- Data provided:
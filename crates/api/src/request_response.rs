// Copyright (C) 2026 The Hemolink Authors
// Use of this source code is governed by an MIT-style
// license that can be found in the LICENSE file or at
// https://opensource.org/licenses/MIT.

//! API request and response data transfer objects.
//!
//! Timestamps are RFC 3339 strings and dates ISO calendar dates.

use hemolink::ChangeEvent;
use serde::{Deserialize, Serialize};
use std::collections::BTreeMap;

use crate::notice::Notice;

/// API response listing blood type compatibility in both directions.
#[derive(Debug, Clone, PartialEq, Eq, Serialize, Deserialize)]
pub struct CompatibilityResponse {
    /// The recipient blood type.
    pub recipient_type: String,
    /// Donor blood types that may give to the recipient, in canonical order.
    pub donor_types: Vec<String>,
    /// Recipient types a donor of the same type may give to, in canonical order.
    pub recipient_types: Vec<String>,
}

/// A donor as shown in a directory listing.
#[derive(Debug, Clone, PartialEq, Eq, Serialize, Deserialize)]
pub struct DonorInfo {
    /// Donor identity.
    pub user_id: String,
    /// Donor display name.
    pub display_name: String,
    /// Donor blood type.
    pub blood_type: Option<String>,
    /// College or organisation.
    pub affiliation: Option<String>,
    /// Contact phone number.
    pub phone_number: Option<String>,
    /// Contact email.
    pub email: Option<String>,
    /// Donations offered so far.
    pub total_donations: u32,
    /// When the donor last offered, if ever.
    pub last_donation_date: Option<String>,
}

/// API response for a donor directory query.
#[derive(Debug, Clone, PartialEq, Eq, Serialize, Deserialize)]
pub struct DonorListResponse {
    /// The recipient blood type the listing was computed for.
    pub recipient_type: Option<String>,
    /// `ready`, `profile_unavailable` or `store_unavailable`.
    pub status: String,
    /// Explanation when the listing is not ready.
    pub message: Option<String>,
    /// Matching donors.
    pub donors: Vec<DonorInfo>,
}

/// Query for a donor directory listing.
///
/// With `blood_type` the listing is computed for that type and
/// `recipient_id`, if given, is only excluded. Without it the listing uses
/// the recipient's own profile.
#[derive(Debug, Clone, Default, PartialEq, Eq, Serialize, Deserialize)]
pub struct DonorQuery {
    /// The recipient the listing is for.
    #[serde(default)]
    pub recipient_id: Option<String>,
    /// Explicit recipient blood type.
    #[serde(default)]
    pub blood_type: Option<String>,
    /// Case-insensitive filter on name, blood type or affiliation.
    #[serde(default)]
    pub search: Option<String>,
}

/// A blood request.
#[derive(Debug, Clone, PartialEq, Eq, Serialize, Deserialize)]
pub struct RequestInfo {
    /// Request identifier.
    pub request_id: i64,
    /// Recipient identity.
    pub recipient_id: String,
    /// Requested blood type.
    pub blood_type: String,
    /// Units still needed.
    pub quantity: u32,
    /// Urgency level.
    pub urgency: String,
    /// Lifecycle state.
    pub status: String,
    /// Donors that have offered.
    pub matched_donors: Vec<String>,
    /// Free-text reason.
    pub reason: Option<String>,
    /// Date by which the blood is needed.
    pub required_date: String,
    /// Creation time.
    pub created_at: String,
    /// Last modification time.
    pub updated_at: String,
}

/// An open request with its recipient's display name.
#[derive(Debug, Clone, PartialEq, Eq, Serialize, Deserialize)]
pub struct OpenRequestInfo {
    /// The request.
    #[serde(flatten)]
    pub request: RequestInfo,
    /// Recipient display name, or `Unknown`.
    pub recipient_name: String,
}

/// API response listing open requests.
#[derive(Debug, Clone, PartialEq, Eq, Serialize, Deserialize)]
pub struct ListOpenRequestsResponse {
    /// Open requests, newest first.
    pub requests: Vec<OpenRequestInfo>,
}

/// API request to create a blood request.
#[derive(Debug, Clone, PartialEq, Eq, Serialize, Deserialize)]
pub struct CreateRequestRequest {
    /// Recipient identity.
    pub recipient_id: String,
    /// Requested blood type.
    pub blood_type: String,
    /// Units needed.
    pub quantity: i64,
    /// Urgency level.
    pub urgency: String,
    /// Free-text reason.
    #[serde(default)]
    pub reason: Option<String>,
    /// Date by which the blood is needed (`YYYY-MM-DD`).
    pub required_date: String,
}

/// API request to close a blood request.
#[derive(Debug, Clone, PartialEq, Eq, Serialize, Deserialize)]
pub struct CloseRequestRequest {
    /// `completed` or `cancelled`.
    pub status: String,
}

/// API request to offer a donation.
#[derive(Debug, Clone, PartialEq, Eq, Serialize, Deserialize)]
pub struct OfferDonationRequest {
    /// The donor making the offer.
    pub donor_id: String,
    /// The request offered against.
    pub request_id: i64,
    /// Units offered.
    pub units: i64,
}

/// A donation record.
#[derive(Debug, Clone, PartialEq, Eq, Serialize, Deserialize)]
pub struct DonationInfo {
    /// Donation identifier.
    pub donation_id: i64,
    /// Donor identity.
    pub donor_id: String,
    /// Request offered against.
    pub request_id: i64,
    /// Units offered.
    pub units: u32,
    /// Donor blood type at the time of the offer.
    pub blood_type: Option<String>,
    /// Lifecycle state.
    pub status: String,
    /// When the offer was made.
    pub offered_at: String,
    /// Last modification time.
    pub updated_at: String,
}

/// API response for an offer.
///
/// An offer that returns this response has committed its donation record.
/// Degraded side effects are reported in `notices`.
#[derive(Debug, Clone, PartialEq, Eq, Serialize, Deserialize)]
pub struct OfferDonationResponse {
    /// The committed record.
    pub donation: DonationInfo,
    /// Remaining quantity, when the request was updated.
    pub remaining_quantity: Option<u32>,
    /// Request status, when the request was updated.
    pub request_status: Option<String>,
    /// Success notice followed by any warnings.
    pub notices: Vec<Notice>,
}

/// API response listing a donor's donations.
#[derive(Debug, Clone, PartialEq, Eq, Serialize, Deserialize)]
pub struct DonationHistoryResponse {
    /// Donor identity.
    pub donor_id: String,
    /// Donations, newest first.
    pub donations: Vec<DonationInfo>,
}

/// API request to move a donation through its lifecycle.
#[derive(Debug, Clone, PartialEq, Eq, Serialize, Deserialize)]
pub struct UpdateDonationStatusRequest {
    /// `confirmed`, `completed` or `rejected`.
    pub status: String,
}

/// API request to create or replace a profile.
#[derive(Debug, Clone, PartialEq, Eq, Serialize, Deserialize)]
pub struct UpsertProfileRequest {
    /// User identity.
    pub user_id: String,
    /// Display name.
    pub display_name: String,
    /// `donor` or `recipient`.
    pub role: String,
    /// Blood type, if known.
    #[serde(default)]
    pub blood_type: Option<String>,
    /// Whether a donor is available.
    #[serde(default)]
    pub is_available: bool,
    /// College or organisation.
    #[serde(default)]
    pub affiliation: Option<String>,
    /// Contact phone number.
    #[serde(default)]
    pub phone_number: Option<String>,
    /// Contact email.
    #[serde(default)]
    pub email: Option<String>,
}

/// API response for a profile write.
#[derive(Debug, Clone, PartialEq, Eq, Serialize, Deserialize)]
pub struct UpsertProfileResponse {
    /// User identity.
    pub user_id: String,
    /// A success message.
    pub message: String,
}

/// API request to toggle donor availability.
#[derive(Debug, Clone, PartialEq, Eq, Serialize, Deserialize)]
pub struct SetAvailabilityRequest {
    /// New availability.
    pub is_available: bool,
}

/// API response for an availability change.
#[derive(Debug, Clone, PartialEq, Eq, Serialize, Deserialize)]
pub struct SetAvailabilityResponse {
    /// Donor identity.
    pub user_id: String,
    /// Availability as written.
    pub is_available: bool,
}

/// Request counts for one calendar month.
#[derive(Debug, Clone, PartialEq, Eq, Serialize, Deserialize)]
pub struct MonthlyRequestInfo {
    /// Short label such as `Mar 2026`.
    pub label: String,
    /// Requests created in the month.
    pub requests: u32,
    /// Of those, how many are matched or completed.
    pub fulfilled: u32,
}

/// API response for the dashboard.
#[derive(Debug, Clone, PartialEq, Serialize, Deserialize)]
pub struct DashboardStatsResponse {
    /// Donor profiles.
    pub total_donors: u32,
    /// Recipient profiles.
    pub total_recipients: u32,
    /// Requests of any status.
    pub total_requests: u32,
    /// Requests that are matched or completed.
    pub fulfilled_requests: u32,
    /// Percentage of requests fulfilled.
    pub success_rate: f64,
    /// Donors per blood type, every type present.
    pub blood_type_distribution: BTreeMap<String, u32>,
    /// Donors whose blood type is unknown.
    pub donors_without_blood_type: u32,
    /// Per-month request counts, oldest first.
    pub monthly_requests: Vec<MonthlyRequestInfo>,
}

/// An event pushed over the live stream.
#[derive(Debug, Clone, PartialEq, Eq, Serialize, Deserialize)]
#[serde(tag = "type", rename_all = "snake_case")]
pub enum LiveEvent {
    /// Sent once when a client connects.
    Connected {
        /// A welcome message.
        message: String,
    },
    /// A profile was written.
    ProfileChanged {
        /// The profile's identity.
        user_id: String,
    },
    /// A request was created or updated.
    RequestChanged {
        /// The request.
        request_id: i64,
    },
    /// A donation record was appended.
    DonationRecorded {
        /// The new record.
        donation_id: i64,
        /// The donor.
        donor_id: String,
        /// The request offered against.
        request_id: i64,
    },
    /// A donation record's status changed.
    DonationUpdated {
        /// The record.
        donation_id: i64,
        /// The donor.
        donor_id: String,
    },
}

impl From<&ChangeEvent> for LiveEvent {
    fn from(event: &ChangeEvent) -> Self {
        match event {
            ChangeEvent::ProfileChanged { user_id } => Self::ProfileChanged {
                user_id: user_id.to_string(),
            },
            ChangeEvent::RequestChanged { request_id } => Self::RequestChanged {
                request_id: request_id.value(),
            },
            ChangeEvent::DonationRecorded {
                donation_id,
                donor_id,
                request_id,
            } => Self::DonationRecorded {
                donation_id: donation_id.value(),
                donor_id: donor_id.to_string(),
                request_id: request_id.value(),
            },
            ChangeEvent::DonationUpdated {
                donation_id,
                donor_id,
            } => Self::DonationUpdated {
                donation_id: donation_id.value(),
                donor_id: donor_id.to_string(),
            },
        }
    }
}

- Your instructions: Please give back only the lines between the first line of the entries and the line with "recipient, in canonical order.", both ends included, word for word.

- Your response:
filename crates/api/src/request_response.rs
// Copyright (C) 2026 The Hemolink Authors
// Use of this source code is governed by an MIT-style
// license that can be found in the LICENSE file or at
// https://opensource.org/licenses/MIT.

//! API request and response data transfer objects.
//!
//! Timestamps are RFC 3339 strings and dates ISO calendar dates.

use hemolink::ChangeEvent;
use serde::{Deserialize, Serialize};
use std::collections::BTreeMap;

use crate::notice::Notice;

/// API response listing blood type compatibility in both directions.
#[derive(Debug, Clone, PartialEq, Eq, Serialize, Deserialize)]
pub struct CompatibilityResponse {
    /// The recipient blood type.
    pub recipient_type: String,
    /// Donor blood types that may give to the recipient, in canonical order.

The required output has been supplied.